#### Problem details
Below are some records. Set each one down exactly as it reads.

#### Task data
BEGIN
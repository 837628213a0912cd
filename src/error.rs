//! Error types for papersect.

use std::io;
use thiserror::Error;

/// Result type alias for papersect operations.
pub type Result<T> = std::result::Result<T, Error>;

/// Error types that can occur while loading or analysing a document.
#[derive(Error, Debug)]
pub enum Error {
    /// The document contains no spans, so no font statistics exist.
    #[error("Document contains no text spans")]
    EmptyDocument,

    /// I/O error when reading or writing files.
    #[error("I/O error: {0}")]
    Io(#[from] io::Error),

    /// The span dump is not valid JSON or does not have the expected shape.
    #[error("JSON error: {0}")]
    Json(#[from] serde_json::Error),

    /// The input is not recognized as a span dump.
    #[error("Unknown input format: not a span dump")]
    UnknownFormat,

    /// Extraction options are inconsistent.
    #[error("Invalid options: {0}")]
    InvalidOptions(String),

    /// The text is not an arXiv abstract or PDF link.
    #[error("Invalid arXiv link: {0}")]
    InvalidLink(String),

    /// The link looks like an arXiv link but carries no usable identifier.
    #[error("Invalid arXiv ID format: {0}")]
    InvalidArxivId(String),

    /// No document source is registered for the input.
    #[error("Unsupported source: {0}")]
    UnsupportedSource(String),

    /// Error during rendering (Markdown, JSON, digest).
    #[error("Rendering error: {0}")]
    Render(String),

    /// Generic error with message.
    #[error("{0}")]
    Other(String),
}
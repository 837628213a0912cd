//! Font-signal structure analysis.
//!
//! Everything here is a pure pass over a borrowed [`Document`](crate::model::Document):
//! font statistics first, then title detection and section segmentation.

mod chapters;
mod options;
mod sections;
mod stats;
mod title;

pub use chapters::{chapter_names, is_chapter_line, MAX_DIGIT_CHAPTER, ROMAN_NUMERALS};
pub use options::{
    ExtractOptions, HeadingMismatch, TrimMode, MIN_TITLE_CHARS, MIN_UPPER_LETTERS, START_MARKER,
    STOP_MARKER, TITLE_EXCLUSION, TITLE_SIZE_TOLERANCE,
};
pub use sections::{SectionSegmenter, SegmenterState, Segmentation, Termination};
pub use stats::FontStatistics;
pub use title::TitleExtractor;
//! Title detection from the largest font sizes.

use crate::model::{Document, Span, TitleResult};

use super::ExtractOptions;

/// Assembles a title from block-leading spans set in one of the two largest sizes.
pub struct TitleExtractor<'a> {
    max_sizes: [f64; 2],
    options: &'a ExtractOptions,
}

impl<'a> TitleExtractor<'a> {
    /// Create a title extractor for the given largest sizes.
    pub fn new(max_sizes: [f64; 2], options: &'a ExtractOptions) -> Self {
        Self { max_sizes, options }
    }

    /// Scan the first span of the first line of every block.
    ///
    /// `title_page` ends up as the page of the last qualifying span, not the first.
    pub fn extract(&self, doc: &Document) -> TitleResult {
        let mut title = String::new();
        let mut title_page = 0;

        for (page_index, page) in doc.pages.iter().enumerate() {
            for block in page.blocks.iter().filter(|b| b.is_text()) {
                let Some(span) = block.first_span() else {
                    continue;
                };
                if !self.qualifies(span) {
                    continue;
                }

                log::debug!(
                    "Title candidate on page {}: {:?} ({}pt)",
                    page_index,
                    span.text,
                    span.font_size
                );
                if !title.is_empty() {
                    title.push(' ');
                }
                title.push_str(&span.text);
                title_page = page_index;
            }
        }

        if title.is_empty() {
            log::warn!("No span qualified as title text");
        }

        TitleResult::new(title.replace('\n', " "), title_page)
    }

    /// Check whether a span can contribute to the title.
    pub fn qualifies(&self, span: &Span) -> bool {
        let tolerance = self.options.title_tolerance;
        let size_matches = self
            .max_sizes
            .iter()
            .any(|max| (span.font_size - max).abs() < tolerance);

        size_matches
            && span.text.chars().count() > self.options.min_title_chars
            && !span.text.contains(self.options.title_exclusion.as_str())
    }
}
END
#### Answer for the task
repository 837628213a0912cd
filename src/error.rs
//! Error types for papersect.

use std::io;
use thiserror::Error;

/// Result type alias for papersect operations.
pub type Result<T> = std::result::Result<T, Error>;

/// Error types that can occur while loading or analysing a document.
#[derive(Error, Debug)]
pub enum Error {
    /// The document contains no spans, so no font statistics exist.
    #[error("Document contains no text spans")]
    EmptyDocument,

    /// I/O error when reading or writing files.
    #[error("I/O error: {0}")]
    Io(#[from] io::Error),

    /// The span dump is not valid JSON or does not have the expected shape.
    #[error("JSON error: {0}")]
    Json(#[from] serde_json::Error),

    /// The input is not recognized as a span dump.
    #[error("Unknown input format: not a span dump")]
    UnknownFormat,

    /// Extraction options are inconsistent.
    #[error("Invalid options: {0}")]
    InvalidOptions(String),

    /// The text is not an arXiv abstract or PDF link.
    #[error("Invalid arXiv link: {0}")]
    InvalidLink(String),

    /// The link looks like an arXiv link but carries no usable identifier.
    #[error("Invalid arXiv ID format: {0}")]
    InvalidArxivId(String),

    /// No document source is registered for the input.
    #[error("Unsupported source: {0}")]
    UnsupportedSource(String),

    /// Error during rendering (Markdown, JSON, digest).
    #[error("Rendering error: {0}")]
    Render(String),

    /// Generic error with message.
    #[error("{0}")]
    Other(String),
}
repository 837628213a0912cd
//! Font-signal structure analysis.
//!
//! Everything here is a pure pass over a borrowed [`Document`](crate::model::Document):
//! font statistics first, then title detection and section segmentation.

mod chapters;
mod options;
mod sections;
mod stats;
mod title;

pub use chapters::{chapter_names, is_chapter_line, MAX_DIGIT_CHAPTER, ROMAN_NUMERALS};
pub use options::{
    ExtractOptions, HeadingMismatch, TrimMode, MIN_TITLE_CHARS, MIN_UPPER_LETTERS, START_MARKER,
    STOP_MARKER, TITLE_EXCLUSION, TITLE_SIZE_TOLERANCE,
};
pub use sections::{SectionSegmenter, SegmenterState, Segmentation, Termination};
pub use stats::FontStatistics;
pub use title::TitleExtractor;
//! Title detection from the largest font sizes.

use crate::model::{Document, Span, TitleResult};

use super::ExtractOptions;

/// Assembles a title from block-leading spans set in one of the two largest sizes.
pub struct TitleExtractor<'a> {
    max_sizes: [f64; 2],
    options: &'a ExtractOptions,
}

impl<'a> TitleExtractor<'a> {
    /// Create a title extractor for the given largest sizes.
    pub fn new(max_sizes: [f64; 2], options: &'a ExtractOptions) -> Self {
        Self { max_sizes, options }
    }

    /// Scan the first span of the first line of every block.
    ///
    /// `title_page` ends up as the page of the last qualifying span, not the first.
    pub fn extract(&self, doc: &Document) -> TitleResult {
        let mut title = String::new();
        let mut title_page = 0;

        for (page_index, page) in doc.pages.iter().enumerate() {
            for block in page.blocks.iter().filter(|b| b.is_text()) {
                let Some(span) = block.first_span() else {
                    continue;
                };
                if !self.qualifies(span) {
                    continue;
                }

                log::debug!(
                    "Title candidate on page {}: {:?} ({}pt)",
                    page_index,
                    span.text,
                    span.font_size
                );
                if !title.is_empty() {
                    title.push(' ');
                }
                title.push_str(&span.text);
                title_page = page_index;
            }
        }

        if title.is_empty() {
            log::warn!("No span qualified as title text");
        }

        TitleResult::new(title.replace('\n', " "), title_page)
    }

    /// Check whether a span can contribute to the title.
    pub fn qualifies(&self, span: &Span) -> bool {
        let tolerance = self.options.title_tolerance;
        let size_matches = self
            .max_sizes
            .iter()
            .any(|max| (span.font_size - max).abs() < tolerance);

        size_matches
            && span.text.chars().count() > self.options.min_title_chars
            && !span.text.contains(self.options.title_exclusion.as_str())
    }
}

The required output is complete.